T0_in = 1500  # Initial temperature (K)
phi = 1.0  # Equivalence ratio
atm = 1.0  # Pressure (atm)
t_end = 0.002  # Simulation end time (s)

norm_Dt = 0.0002  # Timestep pre-ignition (s)
ign_Dt = 0.00005  # Timestep during ignition (s)
ign_threshold = 9e7  # HRR threshold to detect ignition (J/m³s)

results_path = 'Results/results.pkl'  # Output pickle file

Outputs: Pickle file containing:

{
    'time': array,  # Simulation time
    'temperature': array,  # Temperature evolution
    'heat_release_rate': array,  # HRR evolution
    'mole_fractions': dict,  # Species compositions
    'mechanism_size': array,  # Number of species/reactions over time
}

utils.py - Core Utilities

Low-level functions for simulation, mechanism reduction, and GPS species selection.

auto_ign_build_SL()

def auto_ign_build_SL(
    fuel, mech_file, input_specs, norm_Dt, ign_Dt,
    T0_in, phi, atm, t_end, scaler_path, model_path,
    data_path, ign_threshold
) -> dict

Purpose: Run adaptive autoignition simulation with ANN-based mechanism reduction.
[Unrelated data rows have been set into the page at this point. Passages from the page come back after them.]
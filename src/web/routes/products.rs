use axum::{
    Json, Router,
    extract::{Path, State},
    http::StatusCode,
    response::IntoResponse,
    routing::get,
};
use uuid::Uuid;

use crate::{
    model::{
        CrudRepository, ResourceTyped,
        entity::{DigitalProduct, ProductPurchase},
    },
    web::{
        AppState, RequestContext, WebError, WebResult, dto::learning::DownloadResponse,
        error::ErrorResponse,
    },
};

pub fn routes<S>(state: AppState) -> Router<S> {
    Router::new()
        .route("/{id}/download", get(products_download_handler))
        .with_state(state)
}

#[utoipa::path(
    get,
    path = "/api/v1/products/{product_id}/download",
    description = "Download link of a purchased product",
    params(
        ("product_id" = Uuid, Path, description = "ID of the product")
    ),
    responses(
        (status = 200, description = "Download link", body = DownloadResponse),
        (status = 401, description = "You're not authorized to do this", body = ErrorResponse),
        (status = 403, description = "Product is not purchased", body = ErrorResponse),
        (status = 404, description = "Product not found", body = ErrorResponse),
        (status = 500, description = "Internal server error", body = ErrorResponse),
    ),
    security(
        ("cookie" = [])
    ),
    tag = "products"
)]
async fn products_download_handler(
    State(state): State<AppState>,
    Path(id): Path<Uuid>,
    ctx: RequestContext,
) -> WebResult<impl IntoResponse> {
    let user = ctx.user()?;

    let product = DigitalProduct::find_by_id(state.pool(), user, id)
        .await
        .map_err(|e| WebError::resource_fetch_error(DigitalProduct::get_resource_type(), e))?
        .ok_or_else(|| WebError::resource_not_found(DigitalProduct::get_resource_type()))?;

    if !user.is_admin() {
        let owned = ProductPurchase::user_owns(state.pool(), user, user.user_id(), product.id())
            .await
            .map_err(|e| WebError::resource_fetch_error(ProductPurchase::get_resource_type(), e))?;
        if !owned {
            return Err(WebError::resource_forbidden(DigitalProduct::get_resource_type()));
        }
    }

    Ok((
        StatusCode::OK,
        Json(DownloadResponse {
            url: product.file_url().to_string(),
        }),
    ))
}
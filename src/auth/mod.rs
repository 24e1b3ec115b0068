mod password;
pub use password::{hash_password, secrets_match, verify_password};
mod jwt;
pub use jwt::{
    IMPERSONATION_TTL, SESSION_TTL, UserClaims, generate_token, issue_session, process_token,
};
mod error;
pub use error::{CryptError, CryptResult};
use crate::model::repo::ResourceTyped;
use crate::model::{ModelManager, error::DatabaseResult, repo::CrudRepository};
use crate::web::AuthenticatedUser;
use async_trait::async_trait;
use serde::{Deserialize, Serialize};
use sqlx::prelude::FromRow;
use uuid::Uuid;

#[derive(Debug, Clone, Serialize, Deserialize, FromRow, utoipa::ToSchema)]
pub struct Section {
    id: Uuid,
    course_id: Uuid,
    title: String,
    order_index: i32,
}

#[derive(Debug)]
pub struct SectionCreate {
    pub course_id: Uuid,
    pub title: String,
    pub order_index: Option<i32>,
}

impl ResourceTyped for Section {
    fn get_resource_type() -> crate::model::ResourceType {
        crate::model::ResourceType::Section
    }
}

impl Section {
    pub fn id(&self) -> Uuid {
        self.id
    }

    pub fn course_id(&self) -> Uuid {
        self.course_id
    }

    pub fn title(&self) -> &str {
        &self.title
    }

    pub fn order_index(&self) -> i32 {
        self.order_index
    }
}

#[async_trait]
impl CrudRepository<SectionCreate> for Section {
    async fn create(
        mm: &ModelManager,
        _actor: &AuthenticatedUser,
        data: SectionCreate,
    ) -> DatabaseResult<Self> {
        let section = sqlx::query_as(
            "INSERT INTO sections (id, course_id, title, order_index) VALUES ($1,$2,$3,$4) RETURNING *",
        )
        .bind(Uuid::new_v4())
        .bind(data.course_id)
        .bind(&data.title)
        .bind(data.order_index.unwrap_or(0))
        .fetch_one(mm.executor())
        .await?;

        Ok(section)
    }

    async fn update(
        mut self,
        mm: &ModelManager,
        _actor: &AuthenticatedUser,
        data: SectionCreate,
    ) -> DatabaseResult<Self> {
        let order_index = data.order_index.unwrap_or(self.order_index);
        sqlx::query("UPDATE sections SET course_id = $1, title = $2, order_index = $3 WHERE id = $4")
            .bind(data.course_id)
            .bind(&data.title)
            .bind(order_index)
            .bind(self.id)
            .execute(mm.executor())
            .await?;

        self.course_id = data.course_id;
        self.title = data.title;
        self.order_index = order_index;
        Ok(self)
    }

    async fn delete(self, mm: &ModelManager, _actor: &AuthenticatedUser) -> DatabaseResult<()> {
        sqlx::query("DELETE FROM sections WHERE id = $1")
            .bind(self.id)
            .execute(mm.executor())
            .await?;
        Ok(())
    }

    async fn find_by_id(
        mm: &ModelManager,
        _actor: &AuthenticatedUser,
        id: Uuid,
    ) -> DatabaseResult<Option<Self>> {
        let result = sqlx::query_as("SELECT * FROM sections WHERE id = $1")
            .bind(id)
            .fetch_optional(mm.executor())
            .await?;
        Ok(result)
    }

    async fn list(
        mm: &ModelManager,
        _actor: &AuthenticatedUser,
        limit: i64,
        offset: i64,
    ) -> DatabaseResult<Vec<Self>> {
        let result = sqlx::query_as("SELECT * FROM sections ORDER BY course_id, order_index LIMIT $1 OFFSET $2")
            .bind(limit)
            .bind(offset)
            .fetch_all(mm.executor())
            .await?;
        Ok(result)
    }

    async fn count(mm: &ModelManager, _actor: &AuthenticatedUser) -> DatabaseResult<i64> {
        let result: i64 = sqlx::query_scalar("SELECT COUNT(*) FROM sections")
            .fetch_one(mm.executor())
            .await?;

        Ok(result)
    }
}

impl Section {
    pub async fn all_by_course(
        mm: &ModelManager,
        _actor: &AuthenticatedUser,
        course_id: Uuid,
    ) -> DatabaseResult<Vec<Self>> {
        let result = sqlx::query_as("SELECT * FROM sections WHERE course_id = $1 ORDER BY order_index, title, id")
            .bind(course_id)
            .fetch_all(mm.executor())
            .await?;
        Ok(result)
    }
}
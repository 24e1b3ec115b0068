use serde::{Deserialize, Serialize};
use uuid::Uuid;
use validator::Validate;

use crate::{model::entity::UserEntity, web::UserRole};

#[derive(Debug, Deserialize, Serialize, Validate, utoipa::ToSchema)]
pub struct RegisterRequest {
    #[validate(length(min = 1, max = 100))]
    pub name: String,
    #[validate(email)]
    pub email: String,
    #[validate(length(min = 8, max = 128))]
    pub password: String,
}

#[derive(Debug, Deserialize, Serialize, utoipa::ToSchema)]
pub struct SigninRequest {
    pub email: String,
    pub password: String,
}

/// Omitted password keeps the current one.
#[derive(Debug, Deserialize, Serialize, Validate, utoipa::ToSchema)]
pub struct AccountUpdateRequest {
    #[validate(length(min = 1, max = 100))]
    pub name: String,
    #[validate(email)]
    pub email: String,
    #[validate(length(min = 8, max = 128))]
    pub password: Option<String>,
}

#[derive(Debug, Serialize, Deserialize, utoipa::ToSchema)]
pub struct MeResponse {
    #[serde(flatten)]
    pub user: UserEntity,
    /// Admin id when the session is impersonated
    pub impersonated_by: Option<Uuid>,
}

#[derive(Debug, Deserialize, Serialize, utoipa::ToSchema)]
pub struct ImpersonateRequest {
    pub email: String,
    pub secret: String,
}

#[derive(Debug, Deserialize, Serialize, utoipa::ToSchema)]
pub struct RoleUpdateRequest {
    pub role: UserRole,
}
Workflow: 1. Load trained ANN and scaler 2. Load training data to get always/never species 3. Start simulation at (T0_in, phi, atm) 4. At each timestep: - Get current thermochemical state - Scale state and feed to ANN - Get binary predictions for species - Combine with always/never species - Build reduced mechanism with only selected species - Step simulation 5. Switch between norm_Dt (slow) and ign_Dt (fast) based on HRR 6. Return results dict

sub_mech()

def sub_mech(mech_file, species_names) -> ct.Solution

Purpose: Build a reduced Cantera solution with only specified species and their reactions.

Parameters: - mech_file - Path to detailed CTI mechanism - species_names - List of species to keep (must match Cantera names exactly)
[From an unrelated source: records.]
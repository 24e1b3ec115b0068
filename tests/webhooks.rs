mod common;
use axum::http::StatusCode;
use serde_json::json;

use crate::common::{
    Action, Flow, WEBHOOK_SECRET, completed_event, course_paid_action, create_course_action,
    create_product_action, register_action, register_admin_action, setup_server, setup_test_db,
    signin_admin_action,
};

fn learner_checkout() -> Action {
    Action::new("checkout", "POST", "/api/v1/checkout")
        .with_dyn_body(|ctx| json!({ "kind": "course", "item_id": ctx.field("course", "id") }))
        .with_save_as("checkout")
}

#[tokio::test]
async fn duplicate_delivery_test() {
    let pool = setup_test_db().await;
    let mut server = setup_server(&pool).await;

    Flow::new()
        .step(register_admin_action())
        .step(create_course_action("dup-course", true))
        .step(
            register_action("Learner", "learner@example.com")
                .with_clear_cookies(true)
                .with_save_as("learner"),
        )
        .step(learner_checkout())
        .step(
            course_paid_action(Some("learner"), "learner@example.com").assert_body(|body| {
                assert_eq!(body["received"], true);
                assert_eq!(body["outcome"], "recorded");
                assert!(body["purchase_id"].is_string());
            }),
        )
        .step(
            course_paid_action(Some("learner"), "learner@example.com")
                .assert_body(|body| assert_eq!(body["outcome"], "duplicate")),
        )
        .step(signin_admin_action())
        .step(
            Action::new("purchases", "GET", "/api/v1/admin/purchases/courses").assert_with_ctx(
                |ctx, body| {
                    assert_eq!(body["total"], 1);
                    let purchase = &body["items"][0];
                    assert_eq!(purchase["user_id"].as_str().unwrap(), ctx.field("learner", "id"));
                    assert_eq!(purchase["payment_session_id"].as_str().unwrap(), ctx.field("checkout", "id"));
                    assert_eq!(purchase["amount_cents"], 4900);
                },
            ),
        )
        .run(&mut server, pool)
        .await;
}

#[tokio::test]
async fn signature_rejected_test() {
    let pool = setup_test_db().await;
    let mut server = setup_server(&pool).await;

    let event = |_: &common::FlowContext| {
        completed_event("cs_forged", "course", "00000000-0000-0000-0000-000000000000", None, "x@example.com")
    };

    Flow::new()
        .step(
            Action::new("wrong_secret", "POST", "/api/v1/webhooks/payments")
                .with_signed_body(Some("whsec_other"), event)
                .with_expect(StatusCode::BAD_REQUEST),
        )
        .step(
            Action::new("unsigned", "POST", "/api/v1/webhooks/payments")
                .with_signed_body(None, event)
                .with_expect(StatusCode::BAD_REQUEST),
        )
        .run(&mut server, pool)
        .await;
}

#[tokio::test]
async fn ignored_events_test() {
    let pool = setup_test_db().await;
    let mut server = setup_server(&pool).await;

    Flow::new()
        .step(register_admin_action())
        .step(create_course_action("ignored-course", true))
        .step(
            Action::new("other_type", "POST", "/api/v1/webhooks/payments")
                .with_signed_body(Some(WEBHOOK_SECRET), |_| {
                    json!({ "id": "evt_1", "type": "payment_intent.created", "data": { "object": {} } })
                })
                .assert_body(|body| assert_eq!(body["outcome"], "ignored")),
        )
        .step(
            Action::new("unpaid", "POST", "/api/v1/webhooks/payments")
                .with_signed_body(Some(WEBHOOK_SECRET), |ctx| {
                    let mut event = completed_event(
                        "cs_unpaid",
                        "course",
                        &ctx.field("course", "id"),
                        None,
                        "late@example.com",
                    );
                    event["data"]["object"]["payment_status"] = json!("unpaid");
                    event
                })
                .assert_body(|body| assert_eq!(body["outcome"], "ignored")),
        )
        .step(
            Action::new("purchases", "GET", "/api/v1/admin/purchases/courses")
                .assert_body(|body| assert_eq!(body["total"], 0)),
        )
        .run(&mut server, pool)
        .await;
}

#[tokio::test]
async fn invalid_metadata_test() {
    let pool = setup_test_db().await;
    let mut server = setup_server(&pool).await;

    Flow::new()
        .step(
            Action::new("unknown_item", "POST", "/api/v1/webhooks/payments")
                .with_signed_body(Some(WEBHOOK_SECRET), |_| {
                    completed_event(
                        "cs_unknown",
                        "course",
                        "00000000-0000-0000-0000-000000000000",
                        None,
                        "x@example.com",
                    )
                })
                .with_expect(StatusCode::BAD_REQUEST),
        )
        .step(
            Action::new("unknown_kind", "POST", "/api/v1/webhooks/payments")
                .with_signed_body(Some(WEBHOOK_SECRET), |_| {
                    completed_event(
                        "cs_bundle",
                        "bundle",
                        "00000000-0000-0000-0000-000000000000",
                        None,
                        "x@example.com",
                    )
                })
                .with_expect(StatusCode::BAD_REQUEST),
        )
        .run(&mut server, pool)
        .await;
}

#[tokio::test]
async fn guest_purchase_claimed_on_register_test() {
    let pool = setup_test_db().await;
    let mut server = setup_server(&pool).await;

    Flow::new()
        .step(register_admin_action())
        .step(create_course_action("guest-course", true))
        .step(
            Action::new("guest_checkout", "POST", "/api/v1/checkout")
                .with_clear_cookies(true)
                .with_dyn_body(|ctx| {
                    json!({ "kind": "course", "item_id": ctx.field("course", "id"), "email": "Guest@Example.com" })
                })
                .assert_body(|body| assert!(body["url"].as_str().unwrap().contains("guest@example.com")))
                .with_save_as("checkout"),
        )
        .step(course_paid_action(None, "guest@example.com").assert_body(|body| assert_eq!(body["outcome"], "recorded")))
        .step(register_action("Guest", "guest@example.com"))
        .step(
            Action::new("dashboard", "GET", "/api/v1/dashboard").assert_body(|body| {
                let courses = body["courses"].as_array().unwrap();
                assert_eq!(courses.len(), 1);
                assert_eq!(courses[0]["slug"], "guest-course");
                assert_eq!(courses[0]["progress_percent"], 0);
            }),
        )
        .run(&mut server, pool)
        .await;
}

#[tokio::test]
async fn purchase_linked_by_email_test() {
    let pool = setup_test_db().await;
    let mut server = setup_server(&pool).await;

    // the account exists but the session carries no user id
    Flow::new()
        .step(register_admin_action())
        .step(create_course_action("email-course", true))
        .step(register_action("Known", "known@example.com").with_clear_cookies(true))
        .step(
            Action::new("paid", "POST", "/api/v1/webhooks/payments")
                .with_signed_body(Some(WEBHOOK_SECRET), |ctx| {
                    completed_event("cs_by_email", "course", &ctx.field("course", "id"), None, "KNOWN@example.com")
                }),
        )
        .step(
            Action::new("dashboard", "GET", "/api/v1/dashboard")
                .assert_body(|body| assert_eq!(body["courses"].as_array().unwrap().len(), 1)),
        )
        .run(&mut server, pool)
        .await;
}

#[tokio::test]
async fn product_download_test() {
    let pool = setup_test_db().await;
    let mut server = setup_server(&pool).await;

    Flow::new()
        .step(register_admin_action())
        .step(create_product_action("cheatsheet"))
        // admins can always download
        .step(
            Action::new("admin_download", "GET", "")
                .with_dyn_path(|ctx| format!("/api/v1/products/{}/download", ctx.field("product", "id")))
                .assert_body(|body| assert_eq!(body["url"], "/api/v1/static/cheatsheet.pdf")),
        )
        .step(
            register_action("Buyer", "buyer@example.com")
                .with_clear_cookies(true)
                .with_save_as("buyer"),
        )
        .step(
            Action::new("download_locked", "GET", "")
                .with_dyn_path(|ctx| format!("/api/v1/products/{}/download", ctx.field("product", "id")))
                .with_expect(StatusCode::FORBIDDEN),
        )
        .step(
            Action::new("checkout", "POST", "/api/v1/checkout")
                .with_dyn_body(|ctx| json!({ "kind": "product", "item_id": ctx.field("product", "id") }))
                .with_save_as("checkout"),
        )
        .step(
            Action::new("paid", "POST", "/api/v1/webhooks/payments")
                .with_signed_body(Some(WEBHOOK_SECRET), |ctx| {
                    completed_event(
                        &ctx.field("checkout", "id"),
                        "product",
                        &ctx.field("product", "id"),
                        Some(&ctx.field("buyer", "id")),
                        "buyer@example.com",
                    )
                }),
        )
        .step(
            Action::new("download", "GET", "")
                .with_dyn_path(|ctx| format!("/api/v1/products/{}/download", ctx.field("product", "id")))
                .assert_body(|body| assert_eq!(body["url"], "/api/v1/static/cheatsheet.pdf")),
        )
        .step(
            Action::new("dashboard", "GET", "/api/v1/dashboard").assert_body(|body| {
                let products = body["products"].as_array().unwrap();
                assert_eq!(products.len(), 1);
                assert_eq!(products[0]["slug"], "cheatsheet");
            }),
        )
        .step(
            Action::new("missing_product", "GET", "/api/v1/products/00000000-0000-0000-0000-000000000000/download")
                .with_expect(StatusCode::NOT_FOUND),
        )
        .run(&mut server, pool)
        .await;
}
Returns: Cantera Solution object with reduced mechanism

Key Logic: - Keeps only reactions where ALL reactants and products are in species_names - Removes reactions involving excluded species

GPS_spec()

def GPS_spec(
    soln_in, fuel, raw, t_start, t_end, alpha, GPS_per_interval
) -> set

Purpose: Apply GPS algorithm to identify important species in a simulation interval.

Parameters: - soln_in - Cantera solution object - fuel - Fuel species name - raw - Raw simulation data (time, T, P, X) - t_start, t_end - Time interval (s) - alpha - GPS pathway threshold (smaller = more species) - GPS_per_interval - Number of GPS evaluations in interval

Returns: Set of important species

GPS Configuration (hardcoded in function):

elements = ['C', 'H', 'O']
sources = [fuel, 'O2']
targets = ['CO2', 'H2O']

findIgnInterval()

def findIgnInterval(hrr, threshold) -> tuple[int, int]
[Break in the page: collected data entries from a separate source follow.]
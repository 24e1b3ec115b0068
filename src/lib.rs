use std::path::Path;
use std::sync::Arc;

use crate::model::{DatabaseError, DbConnection, ModelManager};
use crate::payments::{PaymentProvider, StripeClient};
use crate::utils::signal::shutdown_signal;
use crate::{error::AppResult, web::AppState};
use axum::Router;
use sqlx::migrate::Migrator;
use tokio::net::TcpListener;

pub mod config;
pub use config::{Config, ConfigError, ConfigResult};

pub mod auth;
pub mod error;
pub mod grading;
pub mod model;
pub mod payments;
pub mod utils;
pub mod web;

static APPLICATION_NAME: &str = "coursehub";

pub async fn build_server() -> AppResult<(AppState, Router)> {
    let use_local = cfg!(debug_assertions);
    let config = config::Config::get_or_init(use_local).await;
    let db = DbConnection::connect(config.app().database_uri())?;

    let migrator = Migrator::new(Path::new("./migrations"))
        .await
        .map_err(DatabaseError::from)?;
    tracing::debug!("applying migrations...");
    migrator.run(db.pool()).await.map_err(DatabaseError::from)?;

    let payments = StripeClient::from_config(config.payments())?;
    build_server_with(db, Arc::new(payments)).await
}

/// Builds the app around an existing pool and payment provider.
pub async fn build_server_with(
    db: DbConnection,
    payments: Arc<dyn PaymentProvider>,
) -> AppResult<(AppState, Router)> {
    let config = config::Config::get_or_init(true).await;

    let mm = ModelManager::new(db);
    let state = AppState::new(mm, payments);
    let app = web::routes::build_app(state.clone(), config);
    Ok((state, app))
}

#[tracing::instrument]
pub async fn setup_workers() -> AppResult<()> {
    let (_, app) = build_server().await?;
    let config = Config::get_or_init(false).await;
    let listener = TcpListener::bind(config.host().bindto()).await?;

    tracing::info!("axum is starting at: {}", config.host().bindto());
    let axum_handle = axum::serve(listener, app).with_graceful_shutdown(shutdown_signal());

    axum_handle.await?;
    Ok(())
}

fn setup_trace() {
    use tracing_error::ErrorLayer;
    use tracing_subscriber::{filter::EnvFilter, fmt, prelude::*};

    // load .env file for RUST_LOG etc.
    let _ = dotenvy::dotenv();

    tracing_subscriber::registry()
        .with(fmt::layer())
        .with(EnvFilter::from_default_env())
        .with(ErrorLayer::default())
        .init();

    tracing::debug!("tracing initialized.");
}

#[tracing::instrument]
pub async fn run() -> AppResult<()> {
    setup_trace();
    setup_workers().await?;
    Ok(())
}
use thiserror::Error;

pub type ConfigResult<T> = std::result::Result<T, ConfigError>;

#[derive(Debug, Error)]
pub enum ConfigError {
    #[error("io error: {0}")]
    IoError(#[from] std::io::Error),
    #[error("de error: {0}")]
    TomlDeError(#[from] toml::de::Error),
    #[error("config not found")]
    ConfigNotFound,
    #[error("config value `{key}` is invalid: {reason}")]
    InvalidValue { key: &'static str, reason: &'static str },
}
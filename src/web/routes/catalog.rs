use axum::{
    Json, Router,
    extract::{Path, State},
    http::StatusCode,
    response::IntoResponse,
    routing::get,
};

use crate::{
    model::{
        ResourceTyped,
        entity::{Course, DigitalProduct, LessonOutlineRow, Section},
    },
    web::{
        AppState, AuthenticatedUser, RequestContext, WebError, WebResult,
        dto::catalog::CourseOutline, error::ErrorResponse,
    },
};

pub fn routes<S>(state: AppState) -> Router<S> {
    Router::new()
        .route("/courses", get(catalog_courses_handler))
        .route("/courses/{slug}", get(catalog_course_handler))
        .route("/products", get(catalog_products_handler))
        .route("/products/{slug}", get(catalog_product_handler))
        .with_state(state)
}

#[utoipa::path(
    get,
    path = "/api/v1/catalog/courses",
    description = "Published courses, newest first",
    responses(
        (status = 200, description = "Published courses", body = Vec<Course>),
        (status = 500, description = "Internal server error", body = ErrorResponse),
    ),
    tag = "catalog"
)]
async fn catalog_courses_handler(State(state): State<AppState>) -> WebResult<impl IntoResponse> {
    let courses = Course::list_published(state.pool(), &AuthenticatedUser::admin())
        .await
        .map_err(|e| WebError::resource_fetch_error(Course::get_resource_type(), e))?;

    Ok((StatusCode::OK, Json(courses)))
}

#[utoipa::path(
    get,
    path = "/api/v1/catalog/courses/{slug}",
    description = "Course outline: sections with lesson titles. Completion flags are set for signed-in learners",
    params(
        ("slug" = String, Path, description = "Course slug")
    ),
    responses(
        (status = 200, description = "Course outline", body = CourseOutline),
        (status = 404, description = "Course not found or not published", body = ErrorResponse),
        (status = 500, description = "Internal server error", body = ErrorResponse),
    ),
    tag = "catalog"
)]
async fn catalog_course_handler(
    ctx: RequestContext,
    State(state): State<AppState>,
    Path(slug): Path<String>,
) -> WebResult<impl IntoResponse> {
    let system = AuthenticatedUser::admin();
    // anonymous visitors get the outline without progress
    let viewer = ctx.maybe_user().cloned().unwrap_or_else(AuthenticatedUser::admin);

    let course = Course::find_published_by_slug(state.pool(), &system, &slug)
        .await
        .map_err(|e| WebError::resource_fetch_error(Course::get_resource_type(), e))?
        .ok_or_else(|| WebError::resource_not_found(Course::get_resource_type()))?;

    let (sections, lessons) = tokio::try_join!(
        Section::all_by_course(state.pool(), &system, course.id()),
        LessonOutlineRow::all_by_course(state.pool(), &viewer, course.id()),
    )
    .map_err(|e| WebError::resource_fetch_error(Section::get_resource_type(), e))?;

    Ok((
        StatusCode::OK,
        Json(CourseOutline::from_rows(course, sections, lessons)),
    ))
}

#[utoipa::path(
    get,
    path = "/api/v1/catalog/products",
    description = "Published digital products, newest first",
    responses(
        (status = 200, description = "Published products", body = Vec<DigitalProduct>),
        (status = 500, description = "Internal server error", body = ErrorResponse),
    ),
    tag = "catalog"
)]
async fn catalog_products_handler(State(state): State<AppState>) -> WebResult<impl IntoResponse> {
    let products = DigitalProduct::list_published(state.pool(), &AuthenticatedUser::admin())
        .await
        .map_err(|e| WebError::resource_fetch_error(DigitalProduct::get_resource_type(), e))?;

    Ok((StatusCode::OK, Json(products)))
}

#[utoipa::path(
    get,
    path = "/api/v1/catalog/products/{slug}",
    params(
        ("slug" = String, Path, description = "Product slug")
    ),
    responses(
        (status = 200, description = "Product found", body = DigitalProduct),
        (status = 404, description = "Product not found or not published", body = ErrorResponse),
        (status = 500, description = "Internal server error", body = ErrorResponse),
    ),
    tag = "catalog"
)]
async fn catalog_product_handler(
    State(state): State<AppState>,
    Path(slug): Path<String>,
) -> WebResult<impl IntoResponse> {
    let product = DigitalProduct::find_published_by_slug(state.pool(), &AuthenticatedUser::admin(), &slug)
        .await
        .map_err(|e| WebError::resource_fetch_error(DigitalProduct::get_resource_type(), e))?
        .ok_or_else(|| WebError::resource_not_found(DigitalProduct::get_resource_type()))?;

    Ok((StatusCode::OK, Json(product)))
}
Returns time indices where HRR exceeds threshold (ignition start/end).

find_ign_delay()

def find_ign_delay(times, temperature) -> float

Returns ignition delay time when temperature rises by 50% of (T_max - T_min).

auto_ign_build_X0()

def auto_ign_build_X0(
    soln, T0, atm, X0, end_threshold=2e3, end=5, dir_raw=None
) -> tuple[dict, float, int]

Purpose: Run detailed autoignition with full mechanism.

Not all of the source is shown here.